Ouda was appointed Minister of Supply and Interior Trade on 5 January 2013 in a government reshuffle. Ouda replaced Zeid Mohamed in the post. Ouda was one of the FJP members serving in the cabinet that is headed by Prime Minister Hesham Qandil. He and other FJP members in the cabinet resigned from office on 4 July 2013 following the 2013 coup d'état in Egypt. Ouda's term officially ended on 16 July 2013 when the interim government led by Hazem Al Beblawi was formed.

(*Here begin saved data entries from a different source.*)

use std::time::Duration;

use crate::guards;
use crate::metrics;
use crate::runtime::TickTimer;
use crate::settings::{DEFAULT_ERRORS_COEFFICIENT, DEFAULT_MINIMUM_WPM};

/// Cursor value before the learner has pressed Enter to begin.
pub const CURSOR_NOT_STARTED: i32 = -1;
pub const CURSOR_FIRST_LETTER: i32 = 0;

const TICK_PERIOD: Duration = Duration::from_secs(1);

/// A keystroke as seen by the session machine. Modifier state is dropped
/// at the input boundary; it never affects transitions.
#[derive(Clone, Copy, Debug, PartialEq, Eq)]
pub enum KeyInput {
    Enter,
    Char(char),
}

/// Payload of an exercise selection, produced by the lesson catalog.
#[derive(Clone, Debug, PartialEq)]
pub struct ExerciseSelection {
    pub lesson_text: String,
    pub category: String,
    pub lesson_number: Option<u32>,
    pub exercise_number: u32,
    pub tutor_active: bool,
    pub keyboard_visible: bool,
    pub minimum_speed: f64,
    pub errors_coefficient: Option<f64>,
}

#[derive(Clone, Debug, PartialEq)]
pub enum SessionEvent {
    ExerciseSelected(ExerciseSelection),
    KeyPressed(KeyInput),
    /// One-second timer tick, synthesized by the runtime while the timer
    /// region is ongoing.
    Tick,
}

#[derive(Clone, Copy, Debug, PartialEq, Eq)]
pub enum ProgressState {
    NotStarted,
    Ongoing,
    Finished,
}

#[derive(Clone, Copy, Debug, PartialEq, Eq)]
pub enum TimerState {
    Off,
    Ongoing,
    Stopped,
}

/// Composite machine state. The two sub-states of `Exercise` are the
/// parallel progress and timer regions; both consume each event within a
/// single `handle` call.
#[derive(Clone, Copy, Debug, PartialEq, Eq)]
pub enum MachineState {
    Default,
    Exercise {
        progress: ProgressState,
        timer: TimerState,
    },
}

/// Mutable session record, exclusively owned by the machine and exposed
/// read-only to the renderer and the settings resolver.
///
/// `total_gross_keystrokes` and `total_net_keystrokes` are caches derived
/// from `(cursor_position, errors)`, refreshed after every keystroke
/// processed while the exercise is ongoing.
#[derive(Clone, Debug, PartialEq)]
pub struct SessionContext {
    pub lesson_text: Option<String>,
    pub category: Option<String>,
    pub lesson_number: Option<u32>,
    pub exercise_number: Option<u32>,
    pub cursor_position: i32,
    pub errors: u32,
    pub elapsed_seconds: u32,
    pub total_gross_keystrokes: i32,
    pub total_net_keystrokes: i32,
    pub minimum_wpm: f64,
    pub errors_coefficient_percent: f64,
    pub tutor_active_for_exercise: Option<bool>,
    pub keyboard_visible_for_exercise: Option<bool>,
}

impl Default for SessionContext {
    fn default() -> Self {
        Self {
            lesson_text: None,
            category: None,
            lesson_number: None,
            exercise_number: None,
            cursor_position: CURSOR_NOT_STARTED,
            errors: 0,
            elapsed_seconds: 0,
            total_gross_keystrokes: 0,
            total_net_keystrokes: 0,
            minimum_wpm: DEFAULT_MINIMUM_WPM,
            errors_coefficient_percent: DEFAULT_ERRORS_COEFFICIENT,
            tutor_active_for_exercise: None,
            keyboard_visible_for_exercise: None,
        }
    }
}

impl SessionContext {
    /// Character at `index` in the lesson text. Total over the whole
    /// signed domain: a negative or past-the-end index yields `None`,
    /// which can never equal a pressed key.
    pub fn char_at(&self, index: i32) -> Option<char> {
        if index < 0 {
            return None;
        }
        self.lesson_text.as_ref()?.chars().nth(index as usize)
    }

    pub fn lesson_len(&self) -> i32 {
        self.lesson_text
            .as_ref()
            .map_or(0, |t| t.chars().count() as i32)
    }

    /// Entries typed so far; the `-1` sentinel counts as zero.
    pub fn typed_count(&self) -> u32 {
        self.cursor_position.max(0) as u32
    }
}

#[derive(Debug)]
pub struct SessionMachine {
    context: SessionContext,
    state: MachineState,
    tick: TickTimer,
}

impl Default for SessionMachine {
    fn default() -> Self {
        Self::new()
    }
}

impl SessionMachine {
    pub fn new() -> Self {
        Self {
            context: SessionContext::default(),
            state: MachineState::Default,
            tick: TickTimer::new(TICK_PERIOD),
        }
    }

    /// Process one event to completion. Events are expected in arrival
    /// order; there is no partial visibility of context mutations.
    pub fn handle(&mut self, event: SessionEvent) {
        match event {
            SessionEvent::ExerciseSelected(selection) => self.select_exercise(selection),
            SessionEvent::KeyPressed(key) => self.key_pressed(&key),
            SessionEvent::Tick => self.tick_elapsed(),
        }
    }

    pub fn context(&self) -> &SessionContext {
        &self.context
    }

    pub fn state(&self) -> MachineState {
        self.state
    }

    pub fn progress_state(&self) -> Option<ProgressState> {
        match self.state {
            MachineState::Exercise { progress, .. } => Some(progress),
            MachineState::Default => None,
        }
    }

    pub fn timer_state(&self) -> Option<TimerState> {
        match self.state {
            MachineState::Exercise { timer, .. } => Some(timer),
            MachineState::Default => None,
        }
    }

    pub fn exercise_selected(&self) -> bool {
        matches!(self.state, MachineState::Exercise { .. })
    }

    pub fn is_finished(&self) -> bool {
        self.progress_state() == Some(ProgressState::Finished)
    }

    /// The pending one-second tick, read by the runtime to compute its
    /// receive timeout. Armed only while the timer region is ongoing.
    pub fn tick_timer(&self) -> &TickTimer {
        &self.tick
    }

    /// Selection is accepted from any state and unconditionally resets
    /// the session; any tick still pending from the previous exercise is
    /// superseded here.
    fn select_exercise(&mut self, selection: ExerciseSelection) {
        self.tick.cancel();

        let ctx = &mut self.context;
        ctx.lesson_text = Some(selection.lesson_text);
        ctx.category = Some(selection.category);
        ctx.lesson_number = selection.lesson_number;
        ctx.exercise_number = Some(selection.exercise_number);
        ctx.tutor_active_for_exercise = Some(selection.tutor_active);
        ctx.keyboard_visible_for_exercise = Some(selection.keyboard_visible);
        ctx.minimum_wpm = selection.minimum_speed;
        ctx.errors_coefficient_percent = selection
            .errors_coefficient
            .unwrap_or(DEFAULT_ERRORS_COEFFICIENT);

        ctx.cursor_position = CURSOR_NOT_STARTED;
        ctx.errors = 0;
        ctx.elapsed_seconds = 0;
        ctx.total_gross_keystrokes = 0;
        ctx.total_net_keystrokes = 0;

        self.state = MachineState::Exercise {
            progress: ProgressState::NotStarted,
            timer: TimerState::Off,
        };
    }

    /// Deliver one keystroke to both regions. Guards are evaluated
    /// against the pre-transition context, so the "correct and at last
    /// letter" predicate finishes the progress region and stops the timer
    /// region within the same step.
    fn key_pressed(&mut self, key: &KeyInput) {
        let MachineState::Exercise { progress, timer } = self.state else {
            // No exercise selected; keystrokes are silently ignored.
            return;
        };

        let enter = guards::enter_was_pressed(key);
        let correct = guards::pressed_correct_letter(&self.context, key);
        let correct_at_last = guards::pressed_correct_letter_at_last_letter(&self.context, key);

        let progress = match progress {
            ProgressState::NotStarted if enter => {
                self.context.cursor_position = CURSOR_FIRST_LETTER;
                ProgressState::Ongoing
            }
            ProgressState::Ongoing => {
                // First matching guard wins; the error branch is the
                // unconditional default, not a failure path.
                if correct_at_last {
                    self.context.cursor_position += 1;
                    self.recompute_keystrokes();
                    ProgressState::Finished
                } else if correct {
                    self.context.cursor_position += 1;
                    self.recompute_keystrokes();
                    ProgressState::Ongoing
                } else {
                    self.context.errors += 1;
                    self.recompute_keystrokes();
                    ProgressState::Ongoing
                }
            }
            unchanged => unchanged,
        };

        let timer = match timer {
            TimerState::Off if enter => {
                self.tick.arm();
                TimerState::Ongoing
            }
            TimerState::Ongoing if correct_at_last => {
                self.tick.cancel();
                TimerState::Stopped
            }
            unchanged => unchanged,
        };

        self.state = MachineState::Exercise { progress, timer };
    }

    /// Count one elapsed second and reschedule the tick. Ticks arriving
    /// in any other state are stale and ignored.
    fn tick_elapsed(&mut self) {
        if let MachineState::Exercise {
            timer: TimerState::Ongoing,
            ..
        } = self.state
        {
            self.context.elapsed_seconds += 1;
            self.tick.rearm();
        }
    }

    fn recompute_keystrokes(&mut self) {
        let typed = self.context.cursor_position;
        let errors = self.context.errors as i32;
        self.context.total_net_keystrokes = metrics::net_keystrokes(typed, errors);
        self.context.total_gross_keystrokes = metrics::gross_keystrokes(typed, errors);
    }
}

== Post-coup arrest and trial ==
On 12 November 2013, Egyptian security forces arrested Ouda on accusation of incitement of violence.

===First case===
On 19 July 2014, an initial death sentence ruling was made against a number of previous members and leaders of the Muslim Brotherhood in a case known as "Masjid Al-Istqama incident". However the Grand Mufti of Egypt refused to certify the ruling, hence the case was sent back to court.

On 10 January 2019, the Giza criminal court found Ouda, and 6 other individuals, not guilty in the "Masjid Al-Istiqama Incident" case during the final ruling.

===Second case===
A second case was brought against Ouda alongside 45 others, including the then Supreme Guide of the Muslim Brotherhood Mohammed Badie, for participating in protests in Rabaa square. On 8 October 2018, Ouda was found guilty by the Giza criminal court and was sentenced to life imprisonment along with 31 others, 12 were sentenced to death, including Badie, and only 3 were found not guilty by the court.

On 14 June 2021, the Court of Cassation upheld the decision against all 43 individuals including Bassem Ouda.